Halogenation reactions in a solvent phase of EPDMs are furthermore described; these reactions however apply more particularly to a modification of the material in the latex state, and do not give said material any of the properties aimed for by the invention. Moreover, the use of solvents requires extensive equipment in order to remove the dangers of the operation and the pollution risks.

It would consequently be advantageous to provide a simple technique for reducing the coefficient of friction and/or increasing the surface tension of these elastomeric or plastic materials in order to thus make them usable in many fields.

These aims and others are achieved by the present invention which therefore proposes materials containing elastomeric or plastic polymers based on propylene and/or ethylene motifs, characterised in that at least some of said propylene and/or ethylene motifs present on the surface of said material are chlorinated.
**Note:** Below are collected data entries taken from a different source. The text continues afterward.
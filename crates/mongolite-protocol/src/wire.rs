//! Message header and opcodes of the legacy wire protocol

use bytes::{Buf, BufMut, BytesMut};

use mongolite_common::error::ProtocolError;

/// Size of the standard message header.
pub const HEADER_LEN: usize = 16;

/// Wire protocol opcodes
#[derive(Debug, Clone, Copy, PartialEq, Eq)]
pub enum OpCode {
    Reply,
    LegacyMsg,
    Update,
    Insert,
    Query,
    GetMore,
    Delete,
    KillCursors,
    Compressed,
    Msg,
    Other(i32),
}

impl OpCode {
    pub fn code(self) -> i32 {
        match self {
            OpCode::Reply => 1,
            OpCode::LegacyMsg => 1000,
            OpCode::Update => 2001,
            OpCode::Insert => 2002,
            OpCode::Query => 2004,
            OpCode::GetMore => 2005,
            OpCode::Delete => 2006,
            OpCode::KillCursors => 2007,
            OpCode::Compressed => 2012,
            OpCode::Msg => 2013,
            OpCode::Other(code) => code,
        }
    }
}

impl From<i32> for OpCode {
    fn from(value: i32) -> Self {
        match value {
            1 => OpCode::Reply,
            1000 => OpCode::LegacyMsg,
            2001 => OpCode::Update,
            2002 => OpCode::Insert,
            2004 => OpCode::Query,
            2005 => OpCode::GetMore,
            2006 => OpCode::Delete,
            2007 => OpCode::KillCursors,
            2012 => OpCode::Compressed,
            2013 => OpCode::Msg,
            other => OpCode::Other(other),
        }
    }
}

/// Message header
#[derive(Debug, Clone, Copy, PartialEq, Eq)]
pub struct MsgHeader {
    pub message_length: i32,
    pub request_id: i32,
    pub response_to: i32,
    pub op_code: OpCode,
}

impl MsgHeader {
    /// Number of bytes following the header, checked against `max_message_bytes`
    pub fn body_len(&self, max_message_bytes: usize) -> Result<usize, ProtocolError> {
        let total = usize::try_from(self.message_length).map_err(|_| {
            ProtocolError::InvalidFormat(format!("negative message length {}", self.message_length))
        })?;

        if total < HEADER_LEN {
            return Err(ProtocolError::InvalidFormat(format!(
                "message length {} shorter than header",
                total
            )));
        }
        if total > max_message_bytes {
            return Err(ProtocolError::MessageTooLarge {
                size: total,
                max: max_message_bytes,
            });
        }
        Ok(total - HEADER_LEN)
    }
}

/// Parse a message header
pub fn parse_header(mut data: &[u8]) -> Result<MsgHeader, ProtocolError> {
    if data.len() < HEADER_LEN {
        return Err(ProtocolError::IncompleteMessage);
    }

    Ok(MsgHeader {
        message_length: data.get_i32_le(),
        request_id: data.get_i32_le(),
        response_to: data.get_i32_le(),
        op_code: data.get_i32_le().into(),
    })
}

/// Serialize a message header
pub fn serialize_header(header: &MsgHeader, buf: &mut BytesMut) {
    buf.put_i32_le(header.message_length);
    buf.put_i32_le(header.request_id);
    buf.put_i32_le(header.response_to);
    buf.put_i32_le(header.op_code.code());
}

#[cfg(test)]
mod tests {
    use super::*;

    #[test]
    fn test_header_roundtrip_layout() {
        let header = MsgHeader {
            message_length: 36,
            request_id: 7,
            response_to: 0,
            op_code: OpCode::Query,
        };
        let mut buf = BytesMut::new();
        serialize_header(&header, &mut buf);

        assert_eq!(&buf[..4], &36_i32.to_le_bytes());
        assert_eq!(&buf[12..16], &2004_i32.to_le_bytes());
        assert_eq!(parse_header(&buf).unwrap(), header);
    }

    #[test]
    fn test_short_header() {
        assert_eq!(parse_header(&[0u8; 15]), Err(ProtocolError::IncompleteMessage));
    }

    #[test]
    fn test_unknown_opcode_kept() {
        assert_eq!(OpCode::from(4242), OpCode::Other(4242));
        assert_eq!(OpCode::Other(4242).code(), 4242);
    }

    #[test]
    fn test_body_len_bounds() {
        let mut header = MsgHeader {
            message_length: 10,
            request_id: 1,
            response_to: 0,
            op_code: OpCode::Insert,
        };
        assert!(matches!(header.body_len(1024), Err(ProtocolError::InvalidFormat(_))));

        header.message_length = -5;
        assert!(matches!(header.body_len(1024), Err(ProtocolError::InvalidFormat(_))));

        header.message_length = 2048;
        assert_eq!(
            header.body_len(1024),
            Err(ProtocolError::MessageTooLarge { size: 2048, max: 1024 })
        );

        header.message_length = 40;
        assert_eq!(header.body_len(1024), Ok(24));
    }
}
//! Skip/limit windowing over a collection

use bson::Document;

/// The contiguous window `[skip, skip + limit)` of `documents`, clamped to
/// its length. A `limit` of 0 means no limit. A `skip` past the end gives
/// an empty slice.
pub fn select(documents: &[Document], skip: usize, limit: usize) -> &[Document] {
    let start = skip.min(documents.len());
    let end = if limit == 0 {
        documents.len()
    } else {
        start.saturating_add(limit).min(documents.len())
    };
    &documents[start..end]
}

#[cfg(test)]
mod tests {
    use super::*;
    use bson::doc;
    use proptest::prelude::*;

    fn numbered(n: usize) -> Vec<Document> {
        (0..n).map(|i| doc! { "i": i as i64 }).collect()
    }

    #[test]
    fn test_no_skip_no_limit_returns_everything() {
        let docs = numbered(3);
        assert_eq!(select(&docs, 0, 0), &docs[..]);
    }

    #[test]
    fn test_zero_limit_keeps_last_element() {
        let docs = numbered(4);
        assert_eq!(select(&docs, 1, 0), &docs[1..]);
    }

    #[test]
    fn test_skip_and_limit() {
        let docs = numbered(5);
        assert_eq!(select(&docs, 1, 1), &docs[1..2]);
        assert_eq!(select(&docs, 3, 10), &docs[3..]);
    }

    #[test]
    fn test_skip_past_end() {
        let docs = numbered(2);
        assert!(select(&docs, 2, 0).is_empty());
        assert!(select(&docs, 7, 3).is_empty());
        assert!(select(&[], 0, 0).is_empty());
    }

    #[test]
    fn test_huge_limit_does_not_overflow() {
        let docs = numbered(3);
        assert_eq!(select(&docs, 2, usize::MAX), &docs[2..]);
    }

    proptest! {
        #[test]
        fn prop_matches_slice_law(n in 0usize..40, skip in 0usize..50, limit in 0usize..50) {
            let docs = numbered(n);
            let result = select(&docs, skip, limit);

            if skip >= n {
                prop_assert!(result.is_empty());
            } else {
                let end = if limit > 0 { n.min(skip + limit) } else { n };
                prop_assert_eq!(result, &docs[skip..end]);
            }
        }
    }
}
//! Integration tests for mongolite
//!
//! These tests run the real TCP server on an ephemeral port and talk to it
//! with hand-built legacy wire frames.

use std::net::SocketAddr;
use std::time::Duration;

use bson::{doc, Bson, Document};
use tokio::io::{AsyncReadExt, AsyncWriteExt};
use tokio::net::TcpStream;
use tokio::time::timeout;

use mongolite_common::config::ServerConfig;
use mongolite_core::{Reply, Router, EXHAUSTED_CURSOR};
use mongolite_protocol::codec::{decode_reply, encode_get_more, encode_insert, encode_query};
use mongolite_protocol::wire::{parse_header, serialize_header, MsgHeader, OpCode, HEADER_LEN};
use mongolite_protocol::{MongoliteServer, SharedRouter};

const IO_TIMEOUT: Duration = Duration::from_secs(5);

/// Test helper to start a server on an ephemeral port
async fn start_server(server: MongoliteServer) -> (SocketAddr, SharedRouter) {
    let server = server.bind("127.0.0.1:0");
    let listener = server.listen().await.expect("Failed to bind");
    let addr = listener.local_addr().expect("No local address");
    let router = server.router();

    tokio::spawn(server.serve(listener));
    (addr, router)
}

async fn start_default_server() -> (SocketAddr, SharedRouter) {
    start_server(MongoliteServer::new(Router::new())).await
}

/// Test helper to read one OP_REPLY frame
async fn read_reply(stream: &mut TcpStream) -> Reply {
    let mut header = [0u8; HEADER_LEN];
    timeout(IO_TIMEOUT, stream.read_exact(&mut header))
        .await
        .expect("Timed out waiting for reply")
        .expect("Failed to read reply header");

    let parsed = parse_header(&header).expect("Bad reply header");
    let mut frame = header.to_vec();
    frame.resize(usize::try_from(parsed.message_length).unwrap(), 0);
    timeout(IO_TIMEOUT, stream.read_exact(&mut frame[HEADER_LEN..]))
        .await
        .expect("Timed out waiting for reply body")
        .expect("Failed to read reply body");

    decode_reply(&frame).expect("Bad reply frame").1
}

async fn command(stream: &mut TcpStream, request_id: i32, database: &str, cmd: Document) -> Reply {
    let frame = encode_query(request_id, &format!("{}.$cmd", database), &cmd, 0, -1).unwrap();
    stream.write_all(&frame).await.unwrap();
    read_reply(stream).await
}

async fn query(stream: &mut TcpStream, request_id: i32, collection: &str, skip: i32, limit: i32) -> Reply {
    let frame = encode_query(request_id, collection, &doc! {}, skip, limit).unwrap();
    stream.write_all(&frame).await.unwrap();
    read_reply(stream).await
}

// ============================================================================
// Query / Insert / GetMore
// ============================================================================

#[tokio::test]
async fn test_insert_query_getmore_scenario() {
    let (addr, _router) = start_default_server().await;
    let mut stream = TcpStream::connect(addr).await.unwrap();

    let documents = vec![doc! { "a": 1 }, doc! { "a": 2 }, doc! { "a": 3 }];
    let frame = encode_insert(1, "test.c", &documents).unwrap();
    stream.write_all(&frame).await.unwrap();

    let windowed = query(&mut stream, 2, "test.c", 1, 1).await;
    assert_eq!(windowed.response_to, 2);
    assert_eq!(windowed.documents, vec![doc! { "a": 2 }]);

    let all = query(&mut stream, 3, "test.c", 0, 0).await;
    assert_eq!(all.documents, documents);
    assert_eq!(all.cursor_id, EXHAUSTED_CURSOR);

    let frame = encode_get_more(4, "test.c", 0, 0).unwrap();
    stream.write_all(&frame).await.unwrap();
    let more = read_reply(&mut stream).await;
    assert_eq!(more.response_to, 4);
    assert!(more.documents.is_empty());
    assert_eq!(more.cursor_id, EXHAUSTED_CURSOR);
}

#[tokio::test]
async fn test_query_unknown_collection_is_empty() {
    let (addr, _router) = start_default_server().await;
    let mut stream = TcpStream::connect(addr).await.unwrap();

    let reply = query(&mut stream, 1, "test.nothing", 0, 0).await;
    assert!(reply.documents.is_empty());
    assert_eq!(reply.flags, 0);
}

#[tokio::test]
async fn test_connections_share_one_store() {
    let (addr, router) = start_default_server().await;
    let mut writer = TcpStream::connect(addr).await.unwrap();
    let mut reader = TcpStream::connect(addr).await.unwrap();

    let frame = encode_insert(1, "shared.items", &[doc! { "k": "v" }]).unwrap();
    writer.write_all(&frame).await.unwrap();
    // A reply on the same connection proves the insert was applied.
    let ack = command(&mut writer, 2, "shared", doc! { "getlasterror": 1 }).await;
    assert_eq!(ack.documents, vec![doc! { "n": 0, "err": Bson::Null, "ok": 1 }]);

    let reply = query(&mut reader, 1, "shared.items", 0, 0).await;
    assert_eq!(reply.documents, vec![doc! { "k": "v" }]);
    assert_eq!(router.lock().store().count("shared.items"), 1);
}

#[tokio::test]
async fn test_acknowledged_inserts() {
    let config = ServerConfig {
        acknowledge_inserts: true,
        ..ServerConfig::default()
    };
    let (addr, _router) = start_server(MongoliteServer::from_config(&config)).await;
    let mut stream = TcpStream::connect(addr).await.unwrap();

    let frame = encode_insert(21, "test.ack", &[doc! { "a": 1 }]).unwrap();
    stream.write_all(&frame).await.unwrap();

    let ack = read_reply(&mut stream).await;
    assert_eq!(ack.response_to, 21);
    assert!(ack.documents.is_empty());
}

// ============================================================================
// Commands
// ============================================================================

#[tokio::test]
async fn test_whatsmyuri_matches_client_address() {
    let (addr, _router) = start_default_server().await;
    let mut stream = TcpStream::connect(addr).await.unwrap();
    let local = stream.local_addr().unwrap();

    let reply = command(&mut stream, 1, "admin", doc! { "whatsmyuri": 1 }).await;
    assert_eq!(
        reply.documents,
        vec![doc! { "you": format!("{}:{}", local.ip(), local.port()) }]
    );
}

#[tokio::test]
async fn test_unknown_command_does_not_kill_connection() {
    let (addr, _router) = start_default_server().await;
    let mut stream = TcpStream::connect(addr).await.unwrap();

    let failed = command(&mut stream, 1, "admin", doc! { "fsync": 1 }).await;
    assert_eq!(failed.response_to, 1);
    assert_eq!(failed.documents[0].get_i32("ok").unwrap(), 0);
    assert!(!failed.documents[0].get_str("errmsg").unwrap().is_empty());

    let status = command(&mut stream, 2, "admin", doc! { "replSetGetStatus": 1 }).await;
    assert_eq!(
        status.documents,
        vec![doc! { "errmsg": "not running with --replSet", "ok": 0 }]
    );
}

#[tokio::test]
async fn test_count_command() {
    let (addr, _router) = start_default_server().await;
    let mut stream = TcpStream::connect(addr).await.unwrap();

    let documents: Vec<Document> = (0..5).map(|i| doc! { "i": i }).collect();
    stream
        .write_all(&encode_insert(1, "bench.items", &documents).unwrap())
        .await
        .unwrap();

    let reply = command(&mut stream, 2, "bench", doc! { "count": "items", "query": {} }).await;
    assert_eq!(reply.documents[0].get_i64("n").unwrap(), 5);
    assert_eq!(reply.documents[0].get_i32("ok").unwrap(), 1);
}

// ============================================================================
// Malformed / unsupported input
// ============================================================================

#[tokio::test]
async fn test_malformed_body_is_dropped() {
    let (addr, _router) = start_default_server().await;
    let mut stream = TcpStream::connect(addr).await.unwrap();

    let mut bad = encode_query(1, "test.c", &doc! { "a": 1 }, 0, 0).unwrap();
    let doc_start = HEADER_LEN + 4 + "test.c".len() + 1 + 8;
    bad[doc_start..doc_start + 4].copy_from_slice(&999_i32.to_le_bytes());
    stream.write_all(&bad).await.unwrap();

    let ping = command(&mut stream, 2, "admin", doc! { "ping": 1 }).await;
    assert_eq!(ping.response_to, 2);
    assert_eq!(ping.documents, vec![doc! { "ok": 1 }]);
}

#[tokio::test]
async fn test_unsupported_opcode_gets_no_reply() {
    let (addr, _router) = start_default_server().await;
    let mut stream = TcpStream::connect(addr).await.unwrap();

    let mut frame = bytes::BytesMut::new();
    serialize_header(
        &MsgHeader {
            message_length: 20,
            request_id: 1,
            response_to: 0,
            op_code: OpCode::Update,
        },
        &mut frame,
    );
    frame.extend_from_slice(&[0, 0, 0, 0]);
    stream.write_all(&frame).await.unwrap();

    let ping = command(&mut stream, 2, "admin", doc! { "ping": 1 }).await;
    assert_eq!(ping.response_to, 2);
}

#[tokio::test]
async fn test_bad_frame_length_closes_connection() {
    let (addr, _router) = start_default_server().await;
    let mut stream = TcpStream::connect(addr).await.unwrap();

    let mut frame = bytes::BytesMut::new();
    serialize_header(
        &MsgHeader {
            message_length: 8,
            request_id: 1,
            response_to: 0,
            op_code: OpCode::Query,
        },
        &mut frame,
    );
    stream.write_all(&frame).await.unwrap();

    let mut buf = [0u8; 1];
    let read = timeout(IO_TIMEOUT, stream.read(&mut buf))
        .await
        .expect("Server did not close the connection");
    assert!(matches!(read, Ok(0) | Err(_)));
}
Another object of the present invention is the method of preparing materials containing the polymers thus chlorinated, comprising the following steps: (i) taking either gaseous chlorine or a material containing elastomeric or plastic polymers based on propylene and/or ethylene motifs to a temperature sufficient to reach the energy level necessary for the reaction of substitution of at least one hydrogen atom present in said motifs by at least one chlorine atom, and (ii), simultaneously with or after step (i), placing said material in contact with said gaseous chlorine.

The polymeric materials according to the invention therefore have, on the surface and in particular solely on the surface (the surface being less than or equal to 12 μm thick), chlorine atoms that were substituted wholly or partially for the hydrogen atoms present on the propylene and/or ethylene sites of said polymers. As the chlorine atoms are strongly bonded to the carbonaceous chains of the polymers (in particular EPDMs) (valency bonds), the lowering of the coefficient of friction observed on the materials according to the invention has the advantage of being permanent, even in the case of washing with polar or non-polar solvents, alkanes, alkenes, alkynes, dilute strong acids and dilute strong bases.

The elastomeric or plastic polymers based on propylene and/or ethylene motifs used are generally polymers having propylene and/or ethylene units in their main chain.

The polymers based on propylene and/or ethylene contained in the materials according to the invention can have or not have hydrocarbon chains pendant to the main chain; these hydrocarbon chains can also have or not have functionalised groups. The polymers based on propylene and/or ethylene according to the invention can have cross-linking motifs that give the polymers a folding on themselves and/or form a network between several polymers.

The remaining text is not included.